Vergüenza en la Guajira

Después de tres años de reiteradas denuncias sobre la muerte de niños en La Guajira, por hambre, la Cidh solicita tomar medidas cautelares. Urgente: a los chicos les deben llegar alimentos y agua.

La denuncia sobre la muerte de niños por desnutrición en La Guajira, desde hace tres años, debió provocar la reacción inmediata del Gobierno Nacional. Pero hace apenas quince días, en los medios informativos, se registró el caso de otro menor muerto por hambre. ¿Con qué cara este Estado puede, incluso, afrontar un proceso de negociación política con un grupo subversivo al que le ofrece garantías cuando sus pequeños, en una zona desértica del norte, mueren de inanición?

Dice un texto emanado de la Comisión Interamericana de Derechos Humanos (Cidh) en las últimas horas: “La Comisión observa que el Estado no ha suministrado información consistente respecto a un plan específico para realizar una búsqueda activa de niños con desnutrición y evitar posibles muertes en el corto y mediano plazo”.

Es impensable que Colombia se ufane, en el concierto internacional, de los logros de la Bogotá humana, de la innovación de Medellín, de la industrialización barranquillera y de la búsqueda del fin del conflicto en La Habana, por ejemplo, cuando en La Guajira los niños mueren por falta de un analgésico o de un vaso de agua para luchar contra la fiebre y la deshidratación.

La exposición de los abogados que acudieron a la Cidh, para solicitar medidas cautelares, es elocuente:

“El agua siempre ha sido escasa en la Alta Guajira. Los wayúu, con una población de 300.000, viven en rancherías dispersas a lo largo de 15.300 kilómetros de desierto. Esto ha significado un reto continuo en el abastecimiento de agua potable”.

La realidad del cambio climático cada vez tiene más arrinconados a los pobladores de Uribia, Manaure, Riohacha y Maicao, que ven desaparecer las fuentes de agua potable y que, al tiempo, ven marchitarse las áreas de cosecha y asisten impotentes a la muerte de sus animales de corral: vacas, chivos y cerdos, entre otros.

Es que las cifras son hirientes, tristes: de acuerdo con la Cidh, 4.771 niños han muerto en La Guajira por causa de deficiencias alimentarias, los últimos ocho años. Ese departamento es el de los más altos índices en el país: 11,2 por ciento de desnutrición.

Las denuncias que llevaron a la Cidh a intervenir y a activar “medidas cautelares” muestran, además, un contexto de “desertización” preocupante de la región, debido a la presencia de explotaciones mineras que afectan las aguas subterráneas, fuente sustancial para el abastecimiento de las comunidades. “Los sistemas de almacenamiento de agua y arroyos que proveían a las comunidades de La Guajira están secos (…) La cuenca del río Ranchería es una zona en proceso de desertificación”.

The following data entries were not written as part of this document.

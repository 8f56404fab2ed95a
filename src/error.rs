//! Configuration-time errors
//!
//! Only loading problems are errors. Anything that goes wrong while an
//! organism runs is recorded as a [`crate::organism::Fault`] instead.

use std::path::PathBuf;

#[derive(thiserror::Error, Debug)]
pub enum InstSetError {
    #[error("unknown instruction '{name}' for {hardware} hardware (best match is '{suggestion}')")]
    UnknownInstruction { name: String, hardware: String, suggestion: String },
    #[error("malformed instruction set line {line}: {reason}")]
    Malformed { line: usize, reason: String },
    #[error("'{0}' is reserved and cannot appear in an instruction set file")]
    Reserved(String),
    #[error("nop instructions must come first in an instruction set ('{0}' appears after a non-nop)")]
    NopOrder(String),
    #[error("instruction set has {0} instructions, at most 255 are supported")]
    TooLarge(usize),
    #[error("instruction set is empty")]
    Empty,
    #[error("failed to read instruction set {path}: {source}")]
    Io { path: PathBuf, source: std::io::Error },
}

#[derive(thiserror::Error, Debug)]
pub enum GenomeError {
    #[error("symbol '{0}' does not encode an instruction")]
    BadSymbol(char),
    #[error("opcode {0} is outside the instruction set")]
    BadOpcode(u8),
    #[error("unknown instruction '{name}' on line {line}")]
    UnknownInstruction { name: String, line: usize },
    #[error("genome is empty")]
    Empty,
    #[error("failed to access genome file {path}: {source}")]
    Io { path: PathBuf, source: std::io::Error },
}

#[derive(thiserror::Error, Debug)]
pub enum ConfigError {
    #[error("failed to read config {path}: {source}")]
    Io { path: PathBuf, source: std::io::Error },
    #[error("failed to parse config: {0}")]
    Parse(#[from] serde_yaml::Error),
    #[error("invalid configuration: {0}")]
    Invalid(String),
    #[error(transparent)]
    InstSet(#[from] InstSetError),
    #[error(transparent)]
    Genome(#[from] GenomeError),
}

#[derive(thiserror::Error, Debug)]
pub enum AnalysisError {
    #[error("failed to build worker pool: {0}")]
    ThreadPool(#[from] rayon::ThreadPoolBuildError),
    #[error("base genome is empty")]
    EmptyGenome,
}
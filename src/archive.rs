//! Genome archive files
//!
//! An `.org` file holds one instruction name per line after a commented
//! header describing how the genome fared on the Test CPU.

use std::fmt::Write as _;
use std::fs;
use std::path::Path;

use tracing::debug;

use crate::environment::TaskEvaluator;
use crate::error::GenomeError;
use crate::inst_set::InstSet;
use crate::sequence::Sequence;
use crate::test_cpu::TestInfo;

/// Prefix marking an inline alphabet-encoded genome on the command line.
pub const INLINE_PREFIX: &str = "seq:";

/// Parse `.org` text: instruction names one per line, or a single line in
/// the genome alphabet.
pub fn parse_org(text: &str, inst_set: &InstSet) -> Result<Sequence, GenomeError> {
    let lines: Vec<(usize, &str)> = text
        .lines()
        .enumerate()
        .map(|(n, l)| (n + 1, l.split('#').next().unwrap_or("").trim()))
        .filter(|(_, l)| !l.is_empty())
        .collect();

    if let [(_, only)] = lines.as_slice() {
        if inst_set.inst_by_name(only).is_none() {
            return decode(only, inst_set);
        }
    }

    let mut insts = Vec::with_capacity(lines.len());
    for (line, name) in lines {
        let inst = inst_set
            .inst_by_name(name)
            .ok_or_else(|| GenomeError::UnknownInstruction { name: name.to_string(), line })?;
        insts.push(inst);
    }
    if insts.is_empty() {
        return Err(GenomeError::Empty);
    }
    Ok(Sequence::from_insts(insts))
}

/// Decode an alphabet string, checking every opcode against `inst_set`.
pub fn decode(text: &str, inst_set: &InstSet) -> Result<Sequence, GenomeError> {
    let genome = Sequence::from_symbols(text)?;
    if genome.is_empty() {
        return Err(GenomeError::Empty);
    }
    if let Some(bad) = genome.iter().find(|&i| i.op() >= inst_set.len()) {
        return Err(GenomeError::BadOpcode(bad.0));
    }
    Ok(genome)
}

pub fn read_org<P: AsRef<Path>>(path: P, inst_set: &InstSet) -> Result<Sequence, GenomeError> {
    let path = path.as_ref();
    let text = fs::read_to_string(path).map_err(|source| GenomeError::Io { path: path.to_path_buf(), source })?;
    let genome = parse_org(&text, inst_set)?;
    debug!(path = %path.display(), length = genome.len(), "loaded genome");
    Ok(genome)
}

/// A genome given on the command line: `seq:<alphabet>` or an `.org` path.
pub fn load_genome(arg: &str, inst_set: &InstSet) -> Result<Sequence, GenomeError> {
    match arg.strip_prefix(INLINE_PREFIX) {
        Some(symbols) => decode(symbols, inst_set),
        None => read_org(arg, inst_set),
    }
}

/// Render `genome` as an `.org` file with its Test CPU report.
pub fn format_org(genome: &Sequence, inst_set: &InstSet, env: &dyn TaskEvaluator, info: &TestInfo, name: &str) -> String {
    let mut out = String::new();
    // Writing to a String cannot fail.
    let _ = write_header(&mut out, inst_set, env, info, name);
    for inst in genome.iter() {
        out.push_str(inst_set.name(inst));
        out.push('\n');
    }
    out
}

fn write_header(
    out: &mut String,
    inst_set: &InstSet,
    env: &dyn TaskEvaluator,
    info: &TestInfo,
    name: &str,
) -> std::fmt::Result {
    writeln!(out, "# Filename........: {}", name)?;
    writeln!(out, "# Hardware........: {}", inst_set.hardware())?;
    writeln!(out, "# Is Viable.......: {}", u8::from(info.is_viable))?;
    writeln!(out, "# Repro Cycle Size: {}", info.max_cycle)?;
    writeln!(out, "# Depth to Viable.: {}", info.depth_found.map_or(-1, |d| d as i64))?;
    writeln!(out, "# Repro Type......: {}", info.repro_type())?;
    writeln!(out, "#")?;

    for (level, record) in info.generations.iter().enumerate() {
        let p = &record.phenotype;
        writeln!(out, "# Generation: {}", level)?;
        writeln!(out, "# Merit...........: {:.6}", p.merit)?;
        writeln!(out, "# Gestation Time..: {}", p.gestation_time)?;
        writeln!(out, "# Fitness.........: {:.6}", p.fitness)?;
        writeln!(out, "# Errors..........: {}", p.last_num_errors)?;
        writeln!(out, "# Genome Size.....: {}", record.genome.len())?;
        writeln!(out, "# Copied Size.....: {}", p.copied_size)?;
        writeln!(out, "# Executed Size...: {}", p.executed_size)?;
        let offspring = if p.num_divides == 0 {
            "NONE".to_string()
        } else if p.copy_true {
            "SELF".to_string()
        } else if let Some(cycle_to) = info.cycle_to {
            cycle_to.to_string()
        } else {
            (level + 1).to_string()
        };
        writeln!(out, "# Offspring.......: {}", offspring)?;
        writeln!(out, "#")?;
    }

    writeln!(out, "# Tasks Performed:")?;
    if let Some(first) = info.generations.first() {
        for (task, count) in first.phenotype.last_task_count.iter().enumerate() {
            writeln!(out, "# {} {}", env.task_name(task), count)?;
        }
    }
    writeln!(out)
}

pub fn write_org<P: AsRef<Path>>(
    path: P,
    genome: &Sequence,
    inst_set: &InstSet,
    env: &dyn TaskEvaluator,
    info: &TestInfo,
) -> Result<(), GenomeError> {
    let path = path.as_ref();
    let name = path.file_name().map_or_else(|| path.display().to_string(), |n| n.to_string_lossy().into_owned());
    let text = format_org(genome, inst_set, env, info, &name);
    if let Some(dir) = path.parent().filter(|d| !d.as_os_str().is_empty()) {
        fs::create_dir_all(dir).map_err(|source| GenomeError::Io { path: dir.to_path_buf(), source })?;
    }
    fs::write(path, text).map_err(|source| GenomeError::Io { path: path.to_path_buf(), source })?;
    debug!(path = %path.display(), length = genome.len(), "wrote genome");
    Ok(())
}

#[cfg(test)]
mod tests {
    use super::*;
    use crate::environment::LogicNine;
    use crate::hardware::HardwareConfig;
    use crate::inst_lib::HardwareKind;
    use crate::organism::PhenotypeConfig;
    use crate::test_cpu::{TestCpu, TestCpuConfig};

    const REPLICATOR: [&str; 15] = [
        "h-alloc", "h-search", "nop-C", "nop-A", "mov-head", "nop-C", "h-search", "h-copy", "if-label", "nop-C",
        "nop-A", "h-divide", "mov-head", "nop-A", "nop-B",
    ];

    #[test]
    fn test_parse_names_and_comments() {
        let set = InstSet::default_for(HardwareKind::Cpu);
        let genome = parse_org("# header\n\nh-alloc\nnop-A  # trailing\nh-divide\n", &set).unwrap();
        assert_eq!(genome.len(), 3);
        assert_eq!(set.name(genome.get(1)), "nop-A");
    }

    #[test]
    fn test_parse_alphabet_line() {
        let set = InstSet::default_for(HardwareKind::Cpu);
        let genome = parse_org("# encoded\nabc\n", &set).unwrap();
        assert_eq!(genome.as_string(), "abc");
        assert!(matches!(load_genome("seq:", &set), Err(GenomeError::Empty)));
        assert_eq!(load_genome("seq:cba", &set).unwrap().as_string(), "cba");
    }

    #[test]
    fn test_parse_errors() {
        let set = InstSet::default_for(HardwareKind::Cpu);
        let err = parse_org("h-alloc\nh-bogus\n", &set).unwrap_err();
        assert!(matches!(err, GenomeError::UnknownInstruction { line: 2, .. }));
        assert!(matches!(parse_org("# nothing\n", &set), Err(GenomeError::Empty)));
        // 'z' encodes opcode 25, one past the reduced set.
        let small = InstSet::from_names(HardwareKind::Cpu, &["nop-A", "nop-B", "nop-C"]).unwrap();
        assert!(matches!(decode("az", &small), Err(GenomeError::BadOpcode(25))));
        assert!(matches!(read_org("/nonexistent/x.org", &set), Err(GenomeError::Io { .. })));
    }

    #[test]
    fn test_write_and_read_back() {
        let set = InstSet::default_for(HardwareKind::Cpu);
        let hardware = HardwareConfig::default();
        let phenotype = PhenotypeConfig::default();
        let env = LogicNine::new();
        let cpu = TestCpu::new(&set, &hardware, &phenotype, &env, &TestCpuConfig::default());
        let genome = Sequence::from_insts(REPLICATOR.iter().map(|n| set.inst_by_name(n).unwrap()).collect());
        let mut info = cpu.new_info();
        cpu.test_genome(&mut info, &genome);

        let dir = std::env::temp_dir().join(format!("gx_archive_test_{}", std::process::id()));
        let path = dir.join("015-replicator.org");
        write_org(&path, &genome, &set, &env, &info).unwrap();
        let text = fs::read_to_string(&path).unwrap();
        assert!(text.contains("# Is Viable.......: 1"));
        assert!(text.contains("# Offspring.......: SELF"));
        assert!(text.contains("# Filename........: 015-replicator.org"));
        assert_eq!(read_org(&path, &set).unwrap(), genome);
        fs::remove_dir_all(&dir).unwrap();
    }
}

El Gobierno Nacional se defiende y expone una serie de programas oficiales tendientes a reducir la “anemia nutricional” y garantizar la cobertura de 45.000 niños, además de atender a las madres gestantes. Pero la realidad de los últimos 36 meses, pasados por sequías y hambruna, impone una mayor acción gubernamental que frene la mortandad infantil.

Ha resultado vergonzoso que en una economía y un país que se presentan entre los más estables de Latinoamérica, candidatizados a la Ocde, “el club” de las economías más desarrolladas del mundo, sus aborígenes (esta vez los wayúu) aparezcan en noticias de muertes por desnutrición infantil.

La Guajira está retratada hoy en esa mueca de hambre y sed de su gente, pero en especial en la de sus niños.